We should also make it possible to plug in other naming/discovery mechanisms, such as etcd, Eureka, and Consul. One prerequisite is that it needs to be possible to get pod IP addresses #385.

smarterclayton · 2014-07-24T21:44:03Z

It would also be nice if higher level services can participate with dns resolution and decorate lower level services where necessary. Also, registration of DNS with external parties is important in larger organizations where important services must be registered to a corporate DNS. DNS also plays into a number of components like protocol aware load balancers where ports are shared and hosts determine routing - we'd want to be able to tie things as CNAMEs as well.

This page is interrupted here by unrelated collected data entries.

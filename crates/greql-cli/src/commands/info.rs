//! Graph and automaton info command.

use std::path::Path;

use anyhow::Result;
use serde::Serialize;

use crate::OutputFormat;
use crate::input;
use crate::output::{self, Format};

/// Summary of the input files.
#[derive(Serialize)]
struct InfoOutput {
    vertex_count: usize,
    edge_count: usize,
    labels: Vec<String>,
    edge_types: Vec<String>,
    #[serde(skip_serializing_if = "Option::is_none")]
    automaton: Option<AutomatonInfo>,
}

#[derive(Serialize)]
struct AutomatonInfo {
    state_count: usize,
    initial_state: u32,
    final_states: Vec<u32>,
    transition_count: usize,
}

/// Run the info command.
pub fn run(graph: &Path, automaton: Option<&Path>, format: OutputFormat, quiet: bool) -> Result<()> {
    let loaded = input::load_graph(graph)?;
    let store = &loaded.store;

    let automaton = automaton
        .map(|path| input::load_automaton(path, &loaded))
        .transpose()?
        .map(|a| AutomatonInfo {
            state_count: a.state_count(),
            initial_state: a.initial_state().as_u32(),
            final_states: a.final_states().map(|s| s.as_u32()).collect(),
            transition_count: a.states().iter().map(|s| s.transitions().len()).sum(),
        });

    let output = InfoOutput {
        vertex_count: store.vertex_count(),
        edge_count: store.edge_count(),
        labels: store.labels().iter().map(|l| l.to_string()).collect(),
        edge_types: store.edge_types().iter().map(|t| t.to_string()).collect(),
        automaton,
    };

    let fmt: Format = format.into();
    match fmt {
        Format::Json => output::print_json(&output, quiet)?,
        Format::Table => {
            let mut items = vec![
                ("Vertices", output.vertex_count.to_string()),
                ("Edges", output.edge_count.to_string()),
                ("Labels", output.labels.join(", ")),
                ("Edge Types", output.edge_types.join(", ")),
            ];
            if let Some(a) = &output.automaton {
                let finals: Vec<String> = a.final_states.iter().map(|s| format!("s{s}")).collect();
                items.push(("States", a.state_count.to_string()));
                items.push(("Initial State", format!("s{}", a.initial_state)));
                items.push(("Final States", finals.join(", ")));
                items.push(("Transitions", a.transition_count.to_string()));
            }
            output::print_key_value_table(&items, fmt, quiet)?;
        }
    }

    Ok(())
}
//! Reachability test between two vertices.

use std::collections::VecDeque;

use greql_common::types::VertexId;
use greql_core::graph::GraphAccess;
use greql_core::marker::MarkerStore;

use super::PathSearch;
use crate::error::Result;

impl<G: GraphAccess + ?Sized> PathSearch<'_, G> {
    /// Returns `true` if some path from `start` to `target` is accepted.
    ///
    /// Stops at the first `(target, final state)` pair dequeued. The empty
    /// path counts: `start == target` with a final initial state is `true`.
    ///
    /// # Errors
    ///
    /// `UnknownVertex` if either vertex is missing, plus budget and
    /// concurrent-mutation failures.
    pub fn is_reachable(&self, start: VertexId, target: VertexId) -> Result<bool> {
        self.require_vertex("start", start)?;
        self.require_vertex("target", target)?;
        let guard = self.guard()?;

        let initial = self.automaton.initial_state();
        let mut markers = MarkerStore::new(self.automaton.state_count());
        let mut queue = VecDeque::new();
        markers.mark(start, initial);
        queue.push_back((start, initial));

        let mut steps = Vec::new();
        while let Some((vertex, state)) = queue.pop_front() {
            guard.check(self.graph, queue.len(), markers.len())?;

            if vertex == target && self.automaton.is_final(state) {
                tracing::debug!(%start, %target, markers = markers.len(), "target reached");
                return Ok(true);
            }

            self.expand(vertex, state, &mut steps);
            for step in &steps {
                if markers.mark(step.next_vertex, step.end_state) {
                    tracing::trace!(vertex = %step.next_vertex, state = %step.end_state, "discovered");
                    queue.push_back((step.next_vertex, step.end_state));
                }
            }
        }

        tracing::debug!(%start, %target, markers = markers.len(), "target not reachable");
        Ok(false)
    }
}

#[cfg(test)]
mod tests {
    use super::*;
    use greql_core::automaton::{Automaton, AutomatonBuilder, TransitionKind, TypeFilter};
    use greql_core::graph::Direction;
    use greql_core::graph::lpg::LpgStore;
    use greql_core::graph::subgraph::Subgraph;

    fn one_edge(direction: Direction) -> Automaton {
        let mut builder = AutomatonBuilder::new();
        let s0 = builder.add_state(false);
        let s1 = builder.add_state(true);
        builder.add_transition(s0, s1, TransitionKind::Edge {
            direction,
            edge_types: TypeFilter::Any,
        });
        builder.build().unwrap()
    }

    #[test]
    fn test_single_edge() {
        let store = LpgStore::new();
        let a = store.create_vertex(&[]).unwrap();
        let b = store.create_vertex(&[]).unwrap();
        store.create_edge(a, b, "E").unwrap();

        let out = one_edge(Direction::Outgoing);
        let search = PathSearch::new(&store, &out);
        assert!(search.is_reachable(a, b).unwrap());
        assert!(!search.is_reachable(b, a).unwrap());
        // The empty path is not accepted by a non-final initial state.
        assert!(!search.is_reachable(a, a).unwrap());

        let both = one_edge(Direction::Both);
        assert!(PathSearch::new(&store, &both).is_reachable(b, a).unwrap());
    }

    #[test]
    fn test_empty_path() {
        let store = LpgStore::new();
        let a = store.create_vertex(&[]).unwrap();

        let mut builder = AutomatonBuilder::new();
        builder.add_state(true);
        let automaton = builder.build().unwrap();

        assert!(PathSearch::new(&store, &automaton).is_reachable(a, a).unwrap());
    }

    #[test]
    fn test_subgraph_blocks_vertex() {
        let store = LpgStore::new();
        let a = store.create_vertex(&[]).unwrap();
        let b = store.create_vertex(&[]).unwrap();
        let e = store.create_edge(a, b, "E").unwrap();

        let automaton = one_edge(Direction::Outgoing);
        let without_b = Subgraph::from_parts([a], [e]);
        let search = PathSearch::new(&store, &automaton).with_subgraph(&without_b);
        assert!(!search.is_reachable(a, b).unwrap());
    }
}
//! # GReQL
//!
//! Regular path expression search over attributed graphs.
//!
//! Start with an [`LpgStore`] holding your graph and an [`Automaton`]
//! describing the paths you are after (build one with
//! [`AutomatonBuilder`]). A [`PathSearch`] runs one of five searches over
//! them; an [`Evaluator`] does the same through the named function library.
//!
//! ## Searches
//!
//! | Operation | Result |
//! | --------- | ------ |
//! | `is_reachable(start, target)` | whether some accepted path connects them |
//! | `matches(path)` | whether a given path is accepted |
//! | `reachable_vertices(start)` | every vertex ending an accepted path |
//! | `path_system(root)` | all accepted paths from `root`, as a tree |
//! | `slice(roots)` | all accepted paths from `roots`, as a DAG |
//!
//! ## Quick Start
//!
//! ```rust
//! use greql::{AutomatonBuilder, Direction, LpgStore, PathSearch, TransitionKind, TypeFilter};
//!
//! let store = LpgStore::new();
//! let alice = store.create_vertex(&["Person"])?;
//! let bob = store.create_vertex(&["Person"])?;
//! let carol = store.create_vertex(&["Person"])?;
//! store.create_edge(alice, bob, "KNOWS")?;
//! store.create_edge(bob, carol, "KNOWS")?;
//!
//! // -->{KNOWS}+
//! let mut builder = AutomatonBuilder::new();
//! let s0 = builder.add_state(false);
//! let s1 = builder.add_state(true);
//! let knows = || TransitionKind::Edge {
//!     direction: Direction::Outgoing,
//!     edge_types: TypeFilter::names(["KNOWS"]),
//! };
//! builder.add_transition(s0, s1, knows()).add_transition(s1, s1, knows());
//! let automaton = builder.build()?;
//!
//! let search = PathSearch::new(&store, &automaton);
//! assert!(search.is_reachable(alice, carol)?);
//!
//! let system = search.path_system(alice)?;
//! let path = system.extract_path(carol).unwrap();
//! assert_eq!(path.vertex_trace(), &[alice, bob, carol]);
//! # Ok::<(), Box<dyn std::error::Error>>(())
//! ```

// Re-export the search API
pub use greql_engine::{
    Config, Context, EvaluationError, Evaluator, Function, FunctionRegistry, NativeFunction, Path, PathSearch,
    PathSystem, PathSystemEntry, QueryValue, Slice, SliceNode, SliceParent,
};

// Re-export the graph and automaton model
pub use greql_core::automaton::{
    Automaton, AutomatonBuilder, AutomatonError, State, StateId, Transition, TransitionKind, TypeFilter,
};
pub use greql_core::graph::lpg::{LpgStore, LpgStoreConfig};
pub use greql_core::graph::subgraph::{Subgraph, SubgraphFilter};
pub use greql_core::graph::{Direction, GraphAccess, Incidence};

// Re-export core types - you'll need these for working with IDs and values
pub use greql_common::types::{EdgeId, PropertyKey, Value, VertexId};
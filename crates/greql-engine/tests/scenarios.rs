//! End-to-end search scenarios over small hand-built graphs.

use std::sync::Arc;
use std::sync::atomic::{AtomicU64, Ordering};

use greql_common::types::{EdgeId, PropertyKey, Value, VertexId};
use greql_core::automaton::{Automaton, AutomatonBuilder, TransitionKind, TypeFilter};
use greql_core::graph::lpg::LpgStore;
use greql_core::graph::{Direction, GraphAccess, Incidence};
use greql_engine::{EvaluationError, Evaluator, Path, PathSearch, QueryValue};

fn edge(direction: Direction, types: TypeFilter) -> TransitionKind {
    TransitionKind::Edge {
        direction,
        edge_types: types,
    }
}

/// `-->`
fn one_out() -> Automaton {
    let mut builder = AutomatonBuilder::new();
    let s0 = builder.add_state(false);
    let s1 = builder.add_state(true);
    builder.add_transition(s0, s1, edge(Direction::Outgoing, TypeFilter::Any));
    builder.build().unwrap()
}

/// `-->*`
fn out_star() -> Automaton {
    let mut builder = AutomatonBuilder::new();
    let s0 = builder.add_state(true);
    builder.add_transition(s0, s0, edge(Direction::Outgoing, TypeFilter::Any));
    builder.build().unwrap()
}

/// `-->+`
fn out_plus() -> Automaton {
    let mut builder = AutomatonBuilder::new();
    let s0 = builder.add_state(false);
    let s1 = builder.add_state(true);
    builder
        .add_transition(s0, s1, edge(Direction::Outgoing, TypeFilter::Any))
        .add_transition(s1, s1, edge(Direction::Outgoing, TypeFilter::Any));
    builder.build().unwrap()
}

#[test]
fn single_edge_reachability() {
    let store = LpgStore::new();
    let a = store.create_vertex(&["Node"]).unwrap();
    let b = store.create_vertex(&["Node"]).unwrap();
    store.create_edge(a, b, "E").unwrap();

    let automaton = one_out();
    let search = PathSearch::new(&store, &automaton);
    assert!(search.is_reachable(a, b).unwrap());
    assert!(!search.is_reachable(b, a).unwrap());
    assert!(!search.is_reachable(a, a).unwrap());
}

#[test]
fn two_edge_path_and_truncation() {
    let store = LpgStore::new();
    let a = store.create_vertex(&[]).unwrap();
    let b = store.create_vertex(&[]).unwrap();
    let c = store.create_vertex(&[]).unwrap();
    let ab = store.create_edge(a, b, "E").unwrap();
    let bc = store.create_edge(b, c, "E").unwrap();

    // `-->{E} -->{E}`
    let mut builder = AutomatonBuilder::new();
    let s0 = builder.add_state(false);
    let s1 = builder.add_state(false);
    let s2 = builder.add_state(true);
    builder
        .add_transition(s0, s1, edge(Direction::Outgoing, TypeFilter::names(["E"])))
        .add_transition(s1, s2, edge(Direction::Outgoing, TypeFilter::names(["E"])));
    let automaton = builder.build().unwrap();
    let search = PathSearch::new(&store, &automaton);

    let full = Path::from_parts([a, b, c], [ab, bc]).unwrap();
    let truncated = Path::from_parts([a, b], [ab]).unwrap();
    assert!(search.matches(&full).unwrap());
    assert!(!search.matches(&truncated).unwrap());
    assert!(!search.matches(&full.reversed()).unwrap());

    let bogus = Path::from_parts([a, c], [ab]).unwrap();
    assert!(matches!(search.matches(&bogus), Err(EvaluationError::InvalidPath(_))));
}

#[test]
fn slice_with_shared_descendant() {
    let store = LpgStore::new();
    let r1 = store.create_vertex(&["Root"]).unwrap();
    let r2 = store.create_vertex(&["Root"]).unwrap();
    let x = store.create_vertex(&["Shared"]).unwrap();
    let y = store.create_vertex(&[]).unwrap();
    let e1 = store.create_edge(r1, x, "E").unwrap();
    let e2 = store.create_edge(r2, x, "E").unwrap();
    let e3 = store.create_edge(x, y, "E").unwrap();

    let automaton = out_plus();
    let slice = PathSearch::new(&store, &automaton).slice(&[r1, r2]).unwrap();

    let links: Vec<(VertexId, EdgeId)> = slice.parents(x).into_iter().collect();
    assert_eq!(links, vec![(r1, e1), (r2, e2)]);
    // y is expanded once even though x has two parents.
    assert_eq!(slice.nodes(y).count(), 1);
    assert_eq!(slice.parents(y).into_iter().collect::<Vec<_>>(), vec![(x, e3)]);
    assert_eq!(slice.extract_paths(y).len(), 2);
    assert_eq!(slice.edge_count(), 3);

    // Every discovery-parent chain ends at a criterion vertex.
    for vertex in slice.vertices().collect::<Vec<_>>() {
        let mut node = slice.nodes(vertex).next().unwrap();
        while let Some(parent) = node.discovery_parent {
            node = slice.node(parent.vertex, parent.state).unwrap();
        }
        assert!(slice.slicing_criterion().contains(&node.vertex));
    }
}

#[test]
fn cycle_terminates_with_cycle_vertices() {
    let store = LpgStore::new();
    let a = store.create_vertex(&[]).unwrap();
    let b = store.create_vertex(&[]).unwrap();
    let c = store.create_vertex(&[]).unwrap();
    let outside = store.create_vertex(&[]).unwrap();
    store.create_edge(a, b, "E").unwrap();
    store.create_edge(b, c, "E").unwrap();
    store.create_edge(c, a, "E").unwrap();
    store.create_edge(outside, a, "E").unwrap();

    let automaton = out_star();
    let search = PathSearch::new(&store, &automaton);
    let reached: Vec<_> = search.reachable_vertices(a).unwrap().into_iter().collect();
    assert_eq!(reached, vec![a, b, c]);

    let system = search.path_system(a).unwrap();
    assert_eq!(system.vertex_count(), 3);
    assert_eq!(system.edge_count(), 2);
    // One parent chain per vertex back to the root.
    for vertex in [b, c] {
        let path = system.extract_path(vertex).unwrap();
        assert_eq!(path.start_vertex(), a);
        assert_eq!(path.end_vertex(), vertex);
    }
}

#[test]
fn vertex_conditions_filter_endpoints() {
    let store = LpgStore::new();
    let alice = store.create_vertex_with_props(&["Person"], [("name", Value::from("Alice"))]).unwrap();
    let bob = store.create_vertex_with_props(&["Person"], [("name", Value::from("Bob"))]).unwrap();
    let acme = store.create_vertex(&["Company"]).unwrap();
    store.create_edge(alice, bob, "KNOWS").unwrap();
    store.create_edge(alice, acme, "WORKS_AT").unwrap();

    // `--> & {Person}`
    let mut builder = AutomatonBuilder::new();
    let s0 = builder.add_state(false);
    let s1 = builder.add_state(false);
    let s2 = builder.add_state(true);
    builder
        .add_transition(s0, s1, edge(Direction::Outgoing, TypeFilter::Any))
        .add_transition(s1, s2, TransitionKind::VertexType {
            types: TypeFilter::names(["Person"]),
        });
    let people = builder.build().unwrap();
    let reached = PathSearch::new(&store, &people).reachable_vertices(alice).unwrap();
    assert_eq!(reached.into_iter().collect::<Vec<_>>(), vec![bob]);

    // `<-- & {name = "Alice"}`
    let mut builder = AutomatonBuilder::new();
    let s0 = builder.add_state(false);
    let s1 = builder.add_state(false);
    let s2 = builder.add_state(true);
    builder
        .add_transition(s0, s1, edge(Direction::Incoming, TypeFilter::Any))
        .add_transition(s1, s2, TransitionKind::Property {
            key: PropertyKey::from("name"),
            value: Value::from("Alice"),
        });
    let known_by_alice = builder.build().unwrap();
    let search = PathSearch::new(&store, &known_by_alice);
    assert!(search.is_reachable(bob, alice).unwrap());
    assert!(search.is_reachable(acme, alice).unwrap());
    assert!(!search.is_reachable(alice, bob).unwrap());
}

#[test]
fn function_library_flow() {
    let store = LpgStore::new();
    let a = store.create_vertex(&[]).unwrap();
    let b = store.create_vertex(&[]).unwrap();
    let c = store.create_vertex(&[]).unwrap();
    store.create_edge(a, b, "E").unwrap();
    store.create_edge(a, c, "E").unwrap();

    let evaluator = Evaluator::new(&store);
    let automaton = QueryValue::from(out_plus());
    let system = evaluator.call("pathSystem", &[a.into(), automaton.clone()]).unwrap();

    let leaves = evaluator.call("leaves", &[system.clone()]).unwrap();
    let leaves: Vec<_> = leaves.as_list().unwrap().iter().filter_map(QueryValue::as_vertex).collect();
    assert_eq!(leaves, vec![b, c]);

    let inner = evaluator.call("innerNodes", &[system.clone()]).unwrap();
    assert_eq!(inner.as_list().map(<[_]>::len), Some(1));
    assert_eq!(
        evaluator.call("degree", &[system.clone(), a.into()]).unwrap().as_int64(),
        Some(2)
    );
    let paths = evaluator.call("extractPaths", &[system, QueryValue::from(1i64)]).unwrap();
    assert_eq!(paths.as_list().map(<[_]>::len), Some(2));

    let reachable = evaluator
        .call("isReachable", &[b.into(), a.into(), automaton])
        .unwrap();
    assert_eq!(reachable.as_bool(), Some(false));
}

/// Wraps a store and reports a new structure version on every expansion.
struct Shifting {
    store: LpgStore,
    version: AtomicU64,
}

impl GraphAccess for Shifting {
    fn contains_vertex(&self, vertex: VertexId) -> bool {
        self.store.contains_vertex(vertex)
    }

    fn contains_edge(&self, edge: EdgeId) -> bool {
        self.store.contains_edge(edge)
    }

    fn incidences(&self, vertex: VertexId) -> Vec<Incidence> {
        self.version.fetch_add(1, Ordering::Relaxed);
        self.store.incidences(vertex)
    }

    fn vertex_labels(&self, vertex: VertexId) -> Vec<Arc<str>> {
        self.store.vertex_labels(vertex)
    }

    fn vertex_property(&self, vertex: VertexId, key: &PropertyKey) -> Option<Value> {
        self.store.vertex_property(vertex, key)
    }

    fn structure_version(&self) -> u64 {
        self.version.load(Ordering::Relaxed)
    }
}

#[test]
fn mutation_during_search_is_detected() {
    let store = LpgStore::new();
    let a = store.create_vertex(&[]).unwrap();
    let b = store.create_vertex(&[]).unwrap();
    let c = store.create_vertex(&[]).unwrap();
    store.create_edge(a, b, "E").unwrap();
    store.create_edge(b, c, "E").unwrap();
    let graph = Shifting {
        store,
        version: AtomicU64::new(0),
    };

    let automaton = out_plus();
    let search = PathSearch::new(&graph, &automaton);
    assert_eq!(search.is_reachable(a, c), Err(EvaluationError::GraphModified));
    assert_eq!(search.path_system(a).unwrap_err(), EvaluationError::GraphModified);
}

bgrant0607 · 2014-07-24T23:27:29Z

@smarterclayton I'd be interested in hearing more about your requirements.

I'm currently thinking that, for the most part, pod DNS is not so useful, except as a shorthand for ipv6 addresses in debugging scenarios.

Except for possible future special cases, pods are relatively disposable and won't have stable addresses or even stable names. In particular, replicationControllers treat pods as fungible, and as discussed in #557 we don't currently plan to reschedule pods, in order to leave future flexibility for layers on top to manage rescheduling, migration, a variety of rolling update schemes, etc.

We could implement dynamic DNS, but would need to hammer on DNS caching problems, in linux, in language platforms and libraries, in applications, etc.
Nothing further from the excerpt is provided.